* Try it *
I would like you to print all the records below exactly as they are.

─── Records to use

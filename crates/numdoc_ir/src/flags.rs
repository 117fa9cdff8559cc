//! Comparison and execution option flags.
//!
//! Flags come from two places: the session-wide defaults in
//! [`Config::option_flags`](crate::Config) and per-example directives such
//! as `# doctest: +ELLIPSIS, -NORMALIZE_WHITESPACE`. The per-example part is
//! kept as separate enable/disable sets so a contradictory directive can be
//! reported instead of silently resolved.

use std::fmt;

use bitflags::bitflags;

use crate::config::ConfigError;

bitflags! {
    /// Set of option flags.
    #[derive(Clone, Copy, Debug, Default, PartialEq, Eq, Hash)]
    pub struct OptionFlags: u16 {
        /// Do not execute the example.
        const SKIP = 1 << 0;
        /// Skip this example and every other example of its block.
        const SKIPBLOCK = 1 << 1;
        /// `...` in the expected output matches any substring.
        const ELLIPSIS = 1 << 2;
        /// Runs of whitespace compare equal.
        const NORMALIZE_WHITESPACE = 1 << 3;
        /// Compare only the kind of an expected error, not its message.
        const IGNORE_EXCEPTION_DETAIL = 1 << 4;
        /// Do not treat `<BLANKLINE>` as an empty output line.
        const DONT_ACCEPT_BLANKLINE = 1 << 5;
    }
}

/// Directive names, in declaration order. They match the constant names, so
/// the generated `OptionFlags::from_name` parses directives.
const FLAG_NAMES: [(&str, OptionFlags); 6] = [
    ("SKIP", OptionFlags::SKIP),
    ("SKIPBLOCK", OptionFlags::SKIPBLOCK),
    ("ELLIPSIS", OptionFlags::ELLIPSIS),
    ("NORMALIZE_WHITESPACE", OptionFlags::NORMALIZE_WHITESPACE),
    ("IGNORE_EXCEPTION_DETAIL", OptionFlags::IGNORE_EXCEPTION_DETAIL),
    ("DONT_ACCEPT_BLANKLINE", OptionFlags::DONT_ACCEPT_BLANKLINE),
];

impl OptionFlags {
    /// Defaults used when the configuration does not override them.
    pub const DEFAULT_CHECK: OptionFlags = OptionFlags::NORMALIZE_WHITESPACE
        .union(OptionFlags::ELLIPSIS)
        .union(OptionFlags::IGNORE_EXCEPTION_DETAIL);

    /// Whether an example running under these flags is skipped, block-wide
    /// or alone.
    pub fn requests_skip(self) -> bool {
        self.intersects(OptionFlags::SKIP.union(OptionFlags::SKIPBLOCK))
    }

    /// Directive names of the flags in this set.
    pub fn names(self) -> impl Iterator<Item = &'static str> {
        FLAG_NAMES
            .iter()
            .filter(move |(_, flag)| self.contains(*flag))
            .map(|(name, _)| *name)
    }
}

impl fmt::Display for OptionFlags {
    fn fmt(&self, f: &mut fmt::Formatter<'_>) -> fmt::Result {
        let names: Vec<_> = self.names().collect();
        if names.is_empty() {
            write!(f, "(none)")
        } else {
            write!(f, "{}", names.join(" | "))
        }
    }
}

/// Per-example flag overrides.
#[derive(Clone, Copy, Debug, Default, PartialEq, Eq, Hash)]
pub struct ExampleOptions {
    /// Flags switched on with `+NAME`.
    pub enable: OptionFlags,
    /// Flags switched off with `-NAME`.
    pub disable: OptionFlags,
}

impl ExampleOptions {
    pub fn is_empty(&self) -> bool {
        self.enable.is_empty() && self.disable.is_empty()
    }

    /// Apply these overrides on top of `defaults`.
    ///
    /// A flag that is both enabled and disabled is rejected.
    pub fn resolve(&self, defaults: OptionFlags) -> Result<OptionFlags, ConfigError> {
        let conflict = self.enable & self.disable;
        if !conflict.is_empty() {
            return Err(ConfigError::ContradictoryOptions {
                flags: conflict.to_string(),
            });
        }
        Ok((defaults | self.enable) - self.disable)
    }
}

──────

* Result for this exercise *
filename crates/numdoc_ir/src/flags.rs
repository 117fa9cdff8559cc
//! Comparison and execution option flags.
//!
//! Flags come from two places: the session-wide defaults in
//! [`Config::option_flags`](crate::Config) and per-example directives such
//! as `# doctest: +ELLIPSIS, -NORMALIZE_WHITESPACE`. The per-example part is
//! kept as separate enable/disable sets so a contradictory directive can be
//! reported instead of silently resolved.

use std::fmt;

use bitflags::bitflags;

use crate::config::ConfigError;

bitflags! {
    /// Set of option flags.
    #[derive(Clone, Copy, Debug, Default, PartialEq, Eq, Hash)]
    pub struct OptionFlags: u16 {
        /// Do not execute the example.
        const SKIP = 1 << 0;
        /// Skip this example and every other example of its block.
        const SKIPBLOCK = 1 << 1;
        /// `...` in the expected output matches any substring.
        const ELLIPSIS = 1 << 2;
        /// Runs of whitespace compare equal.
        const NORMALIZE_WHITESPACE = 1 << 3;
        /// Compare only the kind of an expected error, not its message.
        const IGNORE_EXCEPTION_DETAIL = 1 << 4;
        /// Do not treat `<BLANKLINE>` as an empty output line.
        const DONT_ACCEPT_BLANKLINE = 1 << 5;
    }
}

/// Directive names, in declaration order. They match the constant names, so
/// the generated `OptionFlags::from_name` parses directives.
const FLAG_NAMES: [(&str, OptionFlags); 6] = [
    ("SKIP", OptionFlags::SKIP),
    ("SKIPBLOCK", OptionFlags::SKIPBLOCK),
    ("ELLIPSIS", OptionFlags::ELLIPSIS),
    ("NORMALIZE_WHITESPACE", OptionFlags::NORMALIZE_WHITESPACE),
    ("IGNORE_EXCEPTION_DETAIL", OptionFlags::IGNORE_EXCEPTION_DETAIL),
    ("DONT_ACCEPT_BLANKLINE", OptionFlags::DONT_ACCEPT_BLANKLINE),
];

impl OptionFlags {
    /// Defaults used when the configuration does not override them.
    pub const DEFAULT_CHECK: OptionFlags = OptionFlags::NORMALIZE_WHITESPACE
        .union(OptionFlags::ELLIPSIS)
        .union(OptionFlags::IGNORE_EXCEPTION_DETAIL);

    /// Whether an example running under these flags is skipped, block-wide
    /// or alone.
    pub fn requests_skip(self) -> bool {
        self.intersects(OptionFlags::SKIP.union(OptionFlags::SKIPBLOCK))
    }

    /// Directive names of the flags in this set.
    pub fn names(self) -> impl Iterator<Item = &'static str> {
        FLAG_NAMES
            .iter()
            .filter(move |(_, flag)| self.contains(*flag))
            .map(|(name, _)| *name)
    }
}

impl fmt::Display for OptionFlags {
    fn fmt(&self, f: &mut fmt::Formatter<'_>) -> fmt::Result {
        let names: Vec<_> = self.names().collect();
        if names.is_empty() {
            write!(f, "(none)")
        } else {
            write!(f, "{}", names.join(" | "))
        }
    }
}

/// Per-example flag overrides.
#[derive(Clone, Copy, Debug, Default, PartialEq, Eq, Hash)]
pub struct ExampleOptions {
    /// Flags switched on with `+NAME`.
    pub enable: OptionFlags,
    /// Flags switched off with `-NAME`.
    pub disable: OptionFlags,
}

impl ExampleOptions {
    pub fn is_empty(&self) -> bool {
        self.enable.is_empty() && self.disable.is_empty()
    }

    /// Apply these overrides on top of `defaults`.
    ///
    /// A flag that is both enabled and disabled is rejected.
    pub fn resolve(&self, defaults: OptionFlags) -> Result<OptionFlags, ConfigError> {
        let conflict = self.enable & self.disable;
        if !conflict.is_empty() {
            return Err(ConfigError::ContradictoryOptions {
                flags: conflict.to_string(),
            });
        }
        Ok((defaults | self.enable) - self.disable)
    }
}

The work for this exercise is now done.